Handler is the extension.Point for the "ops" surface. It validates the hosting contract and the provider's targets, then delegates the operation mechanics to an internal integration handler so credential, role, and egress handling live in one place. It is safe for concurrent use.

func NewHandler

func NewHandler(opts ...integrations.Option) *Handler

NewHandler builds an ops-surface handler. The options are the same integration options (transport, secrets, credentials, audit, limits, clock) and configure the internal operation engine, so an ops provider resolves credentials and enforces roles exactly as an API integration does.

func (*Handler) Capability

func (h *Handler) Capability() string

Capability is the surface key this handler serves.
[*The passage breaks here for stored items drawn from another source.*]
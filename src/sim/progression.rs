//! XP, levels, stat points and class changes

use std::sync::LazyLock;

use glam::Vec2;

use super::classes::{Ability, TankClass};
use super::evolution::{self, UPGRADE_LEVELS};
use super::state::{CloneTank, GameState, Shape, StatKind, Turret, UpgradeOffer};
use crate::consts::*;

/// Highest level with a finite threshold
pub const MAX_LEVEL: u32 = 2000;

/// Rejected player actions. State is left untouched on every variant.
#[derive(Debug, Clone, PartialEq, Eq, thiserror::Error)]
pub enum ActionError {
    #[error("{0:?} is not among the offered classes")]
    NotOffered(TankClass),
    #[error("no class choice is pending")]
    NoChoicePending,
    #[error("no stat points to spend")]
    NoStatPoints,
    #[error("structure limit reached")]
    StructureCap,
    #[error("current class cannot build structures")]
    NotArchitect,
}

static XP_THRESHOLDS: LazyLock<Vec<f64>> = LazyLock::new(|| {
    let mut xp = 10.0_f64;
    (1..=MAX_LEVEL)
        .map(|level| {
            let threshold = xp.floor();
            xp *= 1.1;
            if level > 50 {
                xp *= 1.01;
            }
            threshold
        })
        .collect()
});

/// XP needed to advance from `level` to the next one. Level 0 is priced
/// like level 1.
pub fn xp_threshold(level: u32) -> f64 {
    match level {
        l if l <= MAX_LEVEL => XP_THRESHOLDS[l.saturating_sub(1) as usize],
        _ => f64::INFINITY,
    }
}

impl GameState {
    /// Spend one stat point
    pub fn upgrade_stat(&mut self, stat: StatKind) -> Result<(), ActionError> {
        if self.player.stat_points == 0 {
            log::debug!("Cannot raise {}: no stat points", stat.as_str());
            return Err(ActionError::NoStatPoints);
        }
        self.player.stat_points -= 1;
        *self.player.stats.get_mut(stat) += 1;
        Ok(())
    }

    /// Resolve the pending upgrade with one of the offered classes
    pub fn choose_class(&mut self, class: TankClass) -> Result<(), ActionError> {
        let offer = self.upgrade.as_ref().ok_or(ActionError::NoChoicePending)?;
        if !offer.classes.contains(&class) {
            log::debug!("Rejected class choice {class:?}, offered {:?}", offer.classes);
            return Err(ActionError::NotOffered(class));
        }
        self.upgrade = None;
        self.set_class(class);
        Ok(())
    }

    /// Swap class and rebuild everything that depends on it
    pub(crate) fn set_class(&mut self, class: TankClass) {
        let from = self.player.tank_class;
        let stats = &mut self.player.stats;
        match (from.is_pacifist(), class.is_pacifist()) {
            (false, true) => {
                self.player.stat_points += stats.xp_gain + stats.spawn_rate;
                stats.xp_gain = 0;
                stats.spawn_rate = 0;
            }
            (true, false) => {
                self.player.stat_points += stats.passive_xp_boost;
                stats.passive_xp_boost = 0;
            }
            _ => {}
        }

        self.player.tank_class = class;
        self.player.derive_class_fields();
        self.rebuild_followers();
        log::info!("Evolved from {from:?} to {class:?}");
    }

    /// Drop followers the class no longer supports and create fixed ones
    fn rebuild_followers(&mut self) {
        let class = self.player.tank_class;
        if !class.has(Ability::Drones) {
            self.drones.clear();
        }
        if !class.has(Ability::Architect) {
            self.structures.clear();
        }

        self.turrets.clear();
        if class.has(Ability::Turrets) {
            for (i, side) in [-1.0_f32, 1.0].into_iter().enumerate() {
                let id = self.next_entity_id();
                let orbit_angle = i as f32 * std::f32::consts::PI;
                self.turrets.push(Turret {
                    id,
                    pos: self.player.pos + crate::direction(orbit_angle) * 100.0,
                    angle: self.player.angle,
                    orbit_angle,
                    side,
                    target: None,
                    last_shot_ms: f64::NEG_INFINITY,
                });
            }
        }

        self.player.clones.clear();
        if class.has(Ability::Clones) {
            for offset in [-std::f32::consts::FRAC_PI_4, std::f32::consts::FRAC_PI_4] {
                let id = self.next_entity_id();
                self.player.clones.push(CloneTank {
                    id,
                    pos: self.player.pos,
                    angle: self.player.angle,
                    offset_angle: offset,
                    target: None,
                    last_shot_ms: f64::NEG_INFINITY,
                });
            }
        }
    }

    /// Passive income for pacifist classes
    pub(crate) fn gain_passive_xp(&mut self, dt_ms: f64) {
        let player = &mut self.player;
        if player.passive_xp_rate <= 0.0 {
            return;
        }
        let boost = 1.0 + player.stats.passive_xp_boost as f64 * 0.05;
        player.xp += player.passive_xp_rate as f64 * boost * dt_ms / 1000.0;
    }

    /// Pay out a dead shape and clear the boss slot if it was the boss
    pub(crate) fn award_kill(&mut self, shape: &Shape) {
        let xp = shape.kind.xp() * self.player.stats.xp_multiplier();
        self.player.xp += xp;
        self.score += xp as u64;

        if shape.kind.is_major() {
            self.burst(shape.pos, 150, shape.kind.color(), 15.0);
            self.float_text(shape.pos, format!("+{} XP", xp.floor()), 30.0);
        } else {
            self.burst(shape.pos, 35, shape.kind.color(), 8.0);
        }

        if self.boss == Some(shape.id) {
            self.boss = None;
            log::info!("{:?} defeated", shape.kind);
        }
    }

    /// Consume as many full XP bars as are available
    pub(crate) fn level_up(&mut self) {
        while self.player.xp >= xp_threshold(self.player.level) {
            let player = &mut self.player;
            player.xp -= xp_threshold(player.level);
            player.level += 1;
            player.stat_points += STAT_POINTS_PER_LEVEL;
            player.max_health += LEVEL_UP_HEALTH_BONUS;
            player.health = player.max_health;
            let level = player.level;
            let class = player.tank_class;

            self.burst(self.player.pos, 30, 0xffd700, 6.0);

            // Keep the first offer if a burst crosses several gates
            if UPGRADE_LEVELS.contains(&level) && self.upgrade.is_none() {
                let classes = evolution::offers(class, level);
                if !classes.is_empty() {
                    log::info!("Level {level}: choose from {classes:?}");
                    self.upgrade = Some(UpgradeOffer { level, classes });
                }
            }
        }
    }

    /// Regenerate health once the player has gone a while without damage
    pub(crate) fn regenerate(&mut self, dt_ms: f64) {
        let rapid = self.player.tank_class.has(Ability::RapidRegen);
        let (delay, rate) = if rapid {
            (HEALTH_REGEN_DELAY_MS / 5.0, HEALTH_REGEN_RATE * 5.0)
        } else {
            (HEALTH_REGEN_DELAY_MS, HEALTH_REGEN_RATE)
        };
        let player = &mut self.player;
        if self.now_ms - player.last_damage_ms > delay && player.health < player.max_health {
            let gain = player.max_health * rate * (dt_ms / 1000.0) as f32;
            player.health = (player.health + gain).min(player.max_health);
        }
    }

    /// Toggle the read-only evolution tree view (pauses the simulation)
    pub fn toggle_evolution_view(&mut self) {
        self.evolution_view_open = !self.evolution_view_open;
    }

    pub fn close_evolution_view(&mut self) {
        self.evolution_view_open = false;
    }

    /// Switch to the next ammo type (multi-ammo classes only)
    pub fn cycle_ammo(&mut self) {
        if let Some(ammo) = self.player.current_ammo.as_mut() {
            *ammo = ammo.next();
            let text = format!("{ammo:?}");
            let pos = self.player.pos - Vec2::new(0.0, 40.0);
            self.float_text(pos, text, 16.0);
        }
    }
}

#[cfg(test)]
mod tests {
    use super::*;

    #[test]
    fn test_threshold_curve() {
        assert_eq!(xp_threshold(1), 10.0);
        assert_eq!(xp_threshold(2), 11.0);
        assert_eq!(xp_threshold(3), 12.0);
        assert!(xp_threshold(MAX_LEVEL).is_finite());
        assert_eq!(xp_threshold(MAX_LEVEL + 1), f64::INFINITY);
        assert_eq!(xp_threshold(0), xp_threshold(1));
    }

    #[test]
    fn test_level_zero_still_terminates() {
        let mut state = GameState::new(1);
        state.player.level = 0;
        state.player.xp = 5.0;
        state.level_up();
        assert_eq!(state.player.level, 0);

        state.player.xp = xp_threshold(0) + 1.0;
        state.level_up();
        assert_eq!(state.player.level, 1);
        assert_eq!(state.player.xp, 1.0);
    }

    #[test]
    fn test_exact_threshold_levels_once() {
        let mut state = GameState::new(1);
        state.player.xp = xp_threshold(1);
        state.level_up();
        assert_eq!(state.player.level, 2);
        assert_eq!(state.player.xp, 0.0);
        assert_eq!(state.player.stat_points, 2);
        assert_eq!(state.player.max_health, PLAYER_START_HEALTH + LEVEL_UP_HEALTH_BONUS);
        assert_eq!(state.player.health, state.player.max_health);
    }

    #[test]
    fn test_burst_levels_twice() {
        let mut state = GameState::new(1);
        state.player.level = 10;
        state.player.xp = xp_threshold(10) + xp_threshold(11);
        state.level_up();
        assert_eq!(state.player.level, 12);
        assert_eq!(state.player.xp, 0.0);
        assert_eq!(state.player.stat_points, 4);
    }

    #[test]
    fn test_gate_level_opens_offer() {
        let mut state = GameState::new(1);
        state.player.level = 24;
        state.player.xp = xp_threshold(24);
        state.level_up();
        let offer = state.upgrade.clone().expect("offer at 25");
        assert_eq!(offer.level, 25);
        assert_eq!(offer.classes.len(), 6);
        assert!(state.is_paused());
    }

    #[test]
    fn test_burst_over_two_gates_keeps_first_offer() {
        let mut state = GameState::new(1);
        state.player.level = 20;
        state.player.xp = (20..55).map(xp_threshold).sum();
        state.level_up();
        assert_eq!(state.player.level, 55);
        let offer = state.upgrade.clone().expect("offer kept");
        assert_eq!(offer.level, 25);
        assert_eq!(offer.classes, evolution::offers(TankClass::Default, 25));

        // The 50 gate was skipped; 75 and 100 still offer something
        state.choose_class(TankClass::TwinShot).unwrap();
        assert!(!evolution::offers(TankClass::TwinShot, 75).is_empty());
        assert!(!evolution::offers(TankClass::Triplet, 100).is_empty());
    }

    #[test]
    fn test_choose_class_rejects_unoffered() {
        let mut state = GameState::new(1);
        assert_eq!(
            state.choose_class(TankClass::Sniper),
            Err(ActionError::NoChoicePending)
        );

        state.upgrade = Some(UpgradeOffer {
            level: 25,
            classes: evolution::offers(TankClass::Default, 25),
        });
        assert_eq!(
            state.choose_class(TankClass::Railgun),
            Err(ActionError::NotOffered(TankClass::Railgun))
        );
        assert_eq!(state.player.tank_class, TankClass::Default);
        assert!(state.upgrade.is_some());

        state.choose_class(TankClass::Sniper).unwrap();
        assert_eq!(state.player.tank_class, TankClass::Sniper);
        assert!(!state.is_paused());
    }

    #[test]
    fn test_pacifist_refunds() {
        let mut state = GameState::new(1);
        state.player.stats.xp_gain = 3;
        state.player.stats.spawn_rate = 2;
        state.player.stats.passive_xp_boost = 1;
        state.set_class(TankClass::Meditator);
        assert_eq!(state.player.stat_points, 5);
        assert_eq!(state.player.stats.xp_gain, 0);
        assert_eq!(state.player.stats.spawn_rate, 0);
        assert!(state.player.passive_xp_rate > 0.0);

        // Within the lineage nothing is refunded
        state.player.stats.passive_xp_boost = 4;
        state.set_class(TankClass::HarmonyViva);
        assert_eq!(state.player.stat_points, 5);

        // Leaving gives back the passive boost
        state.set_class(TankClass::Juggernaut);
        assert_eq!(state.player.stat_points, 9);
        assert_eq!(state.player.stats.passive_xp_boost, 0);
        assert_eq!(state.player.passive_xp_rate, 0.0);
    }

    #[test]
    fn test_upgrade_stat_needs_points() {
        let mut state = GameState::new(1);
        assert_eq!(
            state.upgrade_stat(StatKind::XpGain),
            Err(ActionError::NoStatPoints)
        );
        state.player.stat_points = 1;
        state.upgrade_stat(StatKind::XpGain).unwrap();
        assert_eq!(state.player.stats.xp_gain, 1);
        assert_eq!(state.player.stat_points, 0);
    }

    #[test]
    fn test_passive_xp_uses_boost() {
        let mut state = GameState::new(1);
        state.set_class(TankClass::Meditator);
        state.player.stats.passive_xp_boost = 2;
        state.gain_passive_xp(1000.0);
        assert!((state.player.xp - 25.0 * 1.1).abs() < 1e-9);
    }

    #[test]
    fn test_follower_classes_get_followers() {
        let mut state = GameState::new(1);
        state.set_class(TankClass::LivingFortress);
        assert_eq!(state.turrets.len(), 2);
        state.set_class(TankClass::SupremeConsciousness);
        assert!(state.turrets.is_empty());
        assert_eq!(state.player.clones.len(), 2);
    }

    #[test]
    fn test_regen_waits_for_delay() {
        let mut state = GameState::new(1);
        state.player.health = 50.0;
        state.player.last_damage_ms = 0.0;
        state.now_ms = 1000.0;
        state.regenerate(1000.0);
        assert_eq!(state.player.health, 50.0);

        state.now_ms = HEALTH_REGEN_DELAY_MS + 1.0;
        state.regenerate(1000.0);
        assert!((state.player.health - 52.0).abs() < 1e-4);
    }
}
func (*Handler) DeployTool

func (h *Handler) DeployTool(id string) mission.Tool

DeployTool returns the provider's deploy operation as a tool, or nil if the extension is not loaded. It is the entry point the operator surface invokes.

func (*Handler) OnLoad

func (h *Handler) OnLoad(ctx context.Context, m extension.Mount) error

OnLoad validates the ops block (the hosting contract and targets), then mounts its operations through the internal integration handler. A provider that declares no deploy operation, an unknown target, or a malformed operation flow is rejected at load rather than at first deploy.

func (*Handler) OnUnload

func (h *Handler) OnUnload(ctx context.Context, id string) error

OnUnload drops the operations and targets mounted for an extension. It is idempotent.

func (*Handler) Targets

func (h *Handler) Targets(id string) []service.Target

Targets reports the hosting targets an extension declared, so a deploy can pick a provider that can satisfy a goal.

func (*Handler) Tools

func (h *Handler) Tools(id string) []mission.Tool

Tools returns the provider's operations as tools, so the agent can drive a deploy in a goal run and the operator surface can call them directly.

type Spec

type Spec struct {
	// Targets are what this provider can host (static-site, container, vps), so a
	// deploy can select a provider that can satisfy a goal. Empty leaves it
	// unclassified.
	Targets []service.Target `json:"targets,omitempty"`
	// Operations are the provider's hosting operations, each a declarative flow, in the
	// same shape an integration surface uses. At least a "deploy" operation is required.
	Operations []integrations.Operation `json:"operations"`
}

Spec is the typed "ops" surface block of an Extension manifest. It is an integration's operation set plus the provider's hosting targets.